__Work request__
Say how many lines below hold the word "DateTime"; give the number by itself.
*** Opening of Data extract ***
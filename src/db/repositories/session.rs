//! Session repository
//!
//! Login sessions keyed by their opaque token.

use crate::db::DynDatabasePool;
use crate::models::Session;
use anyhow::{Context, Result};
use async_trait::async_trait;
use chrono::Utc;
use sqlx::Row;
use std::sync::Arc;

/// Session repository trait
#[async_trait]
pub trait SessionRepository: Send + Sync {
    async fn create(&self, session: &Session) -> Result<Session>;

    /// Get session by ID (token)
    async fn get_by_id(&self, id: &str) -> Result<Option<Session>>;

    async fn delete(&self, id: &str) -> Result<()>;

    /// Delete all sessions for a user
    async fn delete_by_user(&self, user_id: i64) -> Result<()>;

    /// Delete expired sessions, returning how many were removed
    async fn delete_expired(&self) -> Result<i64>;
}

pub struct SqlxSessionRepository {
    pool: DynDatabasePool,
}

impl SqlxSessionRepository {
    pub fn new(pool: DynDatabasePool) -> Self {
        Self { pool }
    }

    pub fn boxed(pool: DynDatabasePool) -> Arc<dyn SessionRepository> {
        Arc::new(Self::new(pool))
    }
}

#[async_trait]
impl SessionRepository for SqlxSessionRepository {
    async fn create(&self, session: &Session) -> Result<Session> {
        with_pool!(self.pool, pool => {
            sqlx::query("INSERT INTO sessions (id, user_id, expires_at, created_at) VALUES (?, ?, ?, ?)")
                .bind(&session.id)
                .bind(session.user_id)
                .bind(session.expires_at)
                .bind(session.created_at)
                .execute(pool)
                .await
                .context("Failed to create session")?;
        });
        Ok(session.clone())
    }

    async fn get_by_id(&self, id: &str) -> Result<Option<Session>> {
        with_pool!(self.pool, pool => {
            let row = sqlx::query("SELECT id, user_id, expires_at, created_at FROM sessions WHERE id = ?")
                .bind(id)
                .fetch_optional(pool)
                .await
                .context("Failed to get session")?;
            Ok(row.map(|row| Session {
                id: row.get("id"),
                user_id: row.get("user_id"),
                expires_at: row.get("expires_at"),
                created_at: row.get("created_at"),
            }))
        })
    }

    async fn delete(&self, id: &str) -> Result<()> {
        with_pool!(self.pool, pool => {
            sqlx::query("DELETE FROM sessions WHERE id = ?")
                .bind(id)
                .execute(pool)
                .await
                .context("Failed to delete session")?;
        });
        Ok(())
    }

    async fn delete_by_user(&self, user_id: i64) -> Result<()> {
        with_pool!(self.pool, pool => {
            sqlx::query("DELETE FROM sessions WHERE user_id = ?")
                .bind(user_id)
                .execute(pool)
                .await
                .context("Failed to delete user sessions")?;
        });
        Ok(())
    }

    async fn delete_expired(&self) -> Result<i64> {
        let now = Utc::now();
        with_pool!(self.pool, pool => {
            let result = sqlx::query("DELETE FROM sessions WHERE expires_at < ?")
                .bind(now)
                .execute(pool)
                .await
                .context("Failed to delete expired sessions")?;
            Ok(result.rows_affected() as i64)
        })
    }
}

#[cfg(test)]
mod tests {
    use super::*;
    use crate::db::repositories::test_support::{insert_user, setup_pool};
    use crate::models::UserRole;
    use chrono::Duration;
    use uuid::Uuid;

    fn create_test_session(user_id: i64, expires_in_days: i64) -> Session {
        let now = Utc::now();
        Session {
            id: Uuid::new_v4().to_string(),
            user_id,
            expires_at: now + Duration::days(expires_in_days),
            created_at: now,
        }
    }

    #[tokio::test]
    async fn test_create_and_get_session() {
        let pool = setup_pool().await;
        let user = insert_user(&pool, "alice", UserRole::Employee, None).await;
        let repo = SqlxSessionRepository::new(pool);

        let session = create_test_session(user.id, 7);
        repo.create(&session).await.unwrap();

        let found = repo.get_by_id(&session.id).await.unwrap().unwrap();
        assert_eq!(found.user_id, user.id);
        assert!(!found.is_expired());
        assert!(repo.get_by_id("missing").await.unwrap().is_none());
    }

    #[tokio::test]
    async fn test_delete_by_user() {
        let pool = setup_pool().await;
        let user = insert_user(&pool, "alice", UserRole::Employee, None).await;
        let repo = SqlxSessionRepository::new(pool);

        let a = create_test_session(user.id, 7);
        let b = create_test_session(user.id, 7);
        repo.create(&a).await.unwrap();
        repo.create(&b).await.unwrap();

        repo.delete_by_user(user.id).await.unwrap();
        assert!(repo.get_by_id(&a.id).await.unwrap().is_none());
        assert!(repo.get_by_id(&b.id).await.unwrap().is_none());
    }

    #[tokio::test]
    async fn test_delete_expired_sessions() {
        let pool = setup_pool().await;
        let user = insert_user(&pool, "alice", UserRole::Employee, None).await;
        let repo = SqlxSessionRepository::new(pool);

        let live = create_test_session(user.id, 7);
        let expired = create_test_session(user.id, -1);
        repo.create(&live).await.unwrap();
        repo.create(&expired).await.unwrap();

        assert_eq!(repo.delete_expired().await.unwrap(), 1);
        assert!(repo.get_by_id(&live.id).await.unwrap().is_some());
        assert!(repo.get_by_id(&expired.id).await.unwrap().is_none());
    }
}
*** Close of Data extract ***
*** Opening of Data extract ***
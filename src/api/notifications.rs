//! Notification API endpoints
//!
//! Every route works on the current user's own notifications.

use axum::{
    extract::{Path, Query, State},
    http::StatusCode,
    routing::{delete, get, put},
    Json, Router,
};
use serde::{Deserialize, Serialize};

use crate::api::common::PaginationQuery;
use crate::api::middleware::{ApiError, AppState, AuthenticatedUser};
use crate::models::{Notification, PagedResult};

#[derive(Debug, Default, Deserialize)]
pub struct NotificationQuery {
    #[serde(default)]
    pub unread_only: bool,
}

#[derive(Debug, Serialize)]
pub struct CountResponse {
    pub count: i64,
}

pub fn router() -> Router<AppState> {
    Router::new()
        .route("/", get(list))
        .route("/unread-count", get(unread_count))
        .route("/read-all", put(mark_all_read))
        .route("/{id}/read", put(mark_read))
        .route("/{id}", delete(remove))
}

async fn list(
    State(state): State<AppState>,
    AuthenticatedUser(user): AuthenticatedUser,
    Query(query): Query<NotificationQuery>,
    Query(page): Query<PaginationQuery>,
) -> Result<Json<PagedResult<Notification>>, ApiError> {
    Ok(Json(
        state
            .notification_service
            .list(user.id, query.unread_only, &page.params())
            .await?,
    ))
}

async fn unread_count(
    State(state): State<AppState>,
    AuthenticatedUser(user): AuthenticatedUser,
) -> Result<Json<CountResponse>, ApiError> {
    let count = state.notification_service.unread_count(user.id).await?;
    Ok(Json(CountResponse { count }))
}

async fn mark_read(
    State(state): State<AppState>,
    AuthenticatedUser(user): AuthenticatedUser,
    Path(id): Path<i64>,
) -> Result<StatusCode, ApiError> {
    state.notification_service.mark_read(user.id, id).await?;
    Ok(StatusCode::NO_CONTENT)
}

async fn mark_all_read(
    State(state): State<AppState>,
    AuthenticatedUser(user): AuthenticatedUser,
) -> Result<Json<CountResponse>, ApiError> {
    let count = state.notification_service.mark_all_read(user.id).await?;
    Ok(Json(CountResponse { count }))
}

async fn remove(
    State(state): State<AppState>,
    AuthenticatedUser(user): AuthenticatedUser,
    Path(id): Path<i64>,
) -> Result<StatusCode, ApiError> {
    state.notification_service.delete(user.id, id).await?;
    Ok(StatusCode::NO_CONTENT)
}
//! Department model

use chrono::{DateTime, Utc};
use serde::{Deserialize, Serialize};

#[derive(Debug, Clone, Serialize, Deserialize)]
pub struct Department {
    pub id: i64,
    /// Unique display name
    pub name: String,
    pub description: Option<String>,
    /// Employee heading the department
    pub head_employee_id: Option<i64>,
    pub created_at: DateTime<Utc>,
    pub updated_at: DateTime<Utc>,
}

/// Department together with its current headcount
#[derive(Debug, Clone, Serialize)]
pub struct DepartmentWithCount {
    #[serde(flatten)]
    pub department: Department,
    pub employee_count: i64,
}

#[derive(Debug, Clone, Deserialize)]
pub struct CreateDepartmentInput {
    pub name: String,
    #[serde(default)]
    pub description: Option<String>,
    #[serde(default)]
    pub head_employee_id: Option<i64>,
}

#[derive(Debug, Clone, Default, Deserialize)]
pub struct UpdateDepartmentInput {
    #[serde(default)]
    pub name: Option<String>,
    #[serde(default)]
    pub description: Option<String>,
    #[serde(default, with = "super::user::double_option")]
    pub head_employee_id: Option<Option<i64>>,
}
*** Close of Data extract ***
*** Opening of Data extract ***
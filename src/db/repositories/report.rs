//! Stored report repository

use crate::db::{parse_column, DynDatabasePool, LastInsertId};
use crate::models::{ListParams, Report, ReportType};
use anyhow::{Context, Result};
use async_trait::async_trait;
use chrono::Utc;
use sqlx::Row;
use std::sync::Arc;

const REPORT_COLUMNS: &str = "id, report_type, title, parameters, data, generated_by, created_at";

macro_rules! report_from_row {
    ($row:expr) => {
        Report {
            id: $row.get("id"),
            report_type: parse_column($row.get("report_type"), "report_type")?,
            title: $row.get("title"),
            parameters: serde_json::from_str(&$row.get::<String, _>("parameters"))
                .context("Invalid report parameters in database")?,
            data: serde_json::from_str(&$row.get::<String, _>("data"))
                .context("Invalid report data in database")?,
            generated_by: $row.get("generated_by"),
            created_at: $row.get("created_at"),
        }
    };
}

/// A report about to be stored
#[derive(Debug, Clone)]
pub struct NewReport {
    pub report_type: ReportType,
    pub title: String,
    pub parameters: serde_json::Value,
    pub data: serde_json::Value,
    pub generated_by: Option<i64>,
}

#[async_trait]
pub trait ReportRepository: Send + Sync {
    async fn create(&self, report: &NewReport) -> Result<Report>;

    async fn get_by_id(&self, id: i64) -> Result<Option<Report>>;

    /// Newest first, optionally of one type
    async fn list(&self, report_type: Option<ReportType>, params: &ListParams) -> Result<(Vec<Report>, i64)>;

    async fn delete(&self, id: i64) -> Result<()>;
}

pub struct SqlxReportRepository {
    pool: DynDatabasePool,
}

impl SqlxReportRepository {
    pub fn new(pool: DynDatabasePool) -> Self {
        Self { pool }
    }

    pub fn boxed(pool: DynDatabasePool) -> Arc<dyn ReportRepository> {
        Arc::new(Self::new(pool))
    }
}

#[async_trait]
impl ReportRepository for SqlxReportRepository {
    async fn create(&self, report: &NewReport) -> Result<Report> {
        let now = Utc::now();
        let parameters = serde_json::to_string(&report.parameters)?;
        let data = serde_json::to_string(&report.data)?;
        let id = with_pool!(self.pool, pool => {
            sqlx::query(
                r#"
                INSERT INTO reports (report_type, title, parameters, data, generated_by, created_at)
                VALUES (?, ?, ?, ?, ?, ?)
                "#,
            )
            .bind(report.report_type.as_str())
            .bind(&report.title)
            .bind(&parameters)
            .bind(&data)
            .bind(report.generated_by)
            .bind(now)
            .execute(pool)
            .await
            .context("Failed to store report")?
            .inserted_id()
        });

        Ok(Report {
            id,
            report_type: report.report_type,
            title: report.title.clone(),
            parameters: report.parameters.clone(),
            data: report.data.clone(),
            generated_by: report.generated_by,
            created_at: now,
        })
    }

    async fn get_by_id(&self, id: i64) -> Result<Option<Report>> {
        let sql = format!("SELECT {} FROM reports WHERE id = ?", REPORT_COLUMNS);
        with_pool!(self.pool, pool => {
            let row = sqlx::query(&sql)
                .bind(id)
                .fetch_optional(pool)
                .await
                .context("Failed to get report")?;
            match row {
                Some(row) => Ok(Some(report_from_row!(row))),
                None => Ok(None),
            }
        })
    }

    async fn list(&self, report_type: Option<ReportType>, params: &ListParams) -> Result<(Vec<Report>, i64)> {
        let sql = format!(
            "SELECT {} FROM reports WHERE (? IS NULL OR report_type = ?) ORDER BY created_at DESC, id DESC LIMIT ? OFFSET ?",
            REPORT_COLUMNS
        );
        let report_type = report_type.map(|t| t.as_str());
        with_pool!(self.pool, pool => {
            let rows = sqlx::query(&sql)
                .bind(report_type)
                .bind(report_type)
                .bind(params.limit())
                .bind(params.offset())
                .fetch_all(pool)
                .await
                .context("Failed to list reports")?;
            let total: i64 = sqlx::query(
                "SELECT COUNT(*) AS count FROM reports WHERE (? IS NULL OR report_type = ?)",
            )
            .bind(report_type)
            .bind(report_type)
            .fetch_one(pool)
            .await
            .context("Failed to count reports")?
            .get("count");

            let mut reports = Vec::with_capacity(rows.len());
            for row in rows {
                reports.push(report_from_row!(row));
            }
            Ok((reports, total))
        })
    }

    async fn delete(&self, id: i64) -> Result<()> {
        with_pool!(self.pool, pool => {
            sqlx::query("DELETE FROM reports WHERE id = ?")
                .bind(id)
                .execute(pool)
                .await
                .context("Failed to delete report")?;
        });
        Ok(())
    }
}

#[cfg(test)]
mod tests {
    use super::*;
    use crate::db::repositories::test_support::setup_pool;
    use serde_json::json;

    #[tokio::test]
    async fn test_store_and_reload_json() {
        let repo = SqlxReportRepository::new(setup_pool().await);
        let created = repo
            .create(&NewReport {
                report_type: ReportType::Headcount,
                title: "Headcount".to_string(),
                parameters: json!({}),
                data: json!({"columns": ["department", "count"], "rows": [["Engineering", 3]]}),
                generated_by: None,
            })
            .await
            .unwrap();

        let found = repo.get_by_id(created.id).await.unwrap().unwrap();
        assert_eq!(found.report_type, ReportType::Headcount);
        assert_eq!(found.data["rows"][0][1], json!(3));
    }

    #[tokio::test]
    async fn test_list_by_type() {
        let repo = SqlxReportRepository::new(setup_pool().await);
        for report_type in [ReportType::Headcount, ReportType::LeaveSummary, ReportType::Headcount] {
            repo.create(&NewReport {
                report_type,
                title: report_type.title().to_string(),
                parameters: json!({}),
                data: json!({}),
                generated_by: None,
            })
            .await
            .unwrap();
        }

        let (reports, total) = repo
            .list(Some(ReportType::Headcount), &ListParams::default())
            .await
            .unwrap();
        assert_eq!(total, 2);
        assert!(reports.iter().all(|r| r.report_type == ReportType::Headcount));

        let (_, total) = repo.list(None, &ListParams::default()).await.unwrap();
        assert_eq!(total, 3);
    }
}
*** Close of Data extract ***
__Task output__
3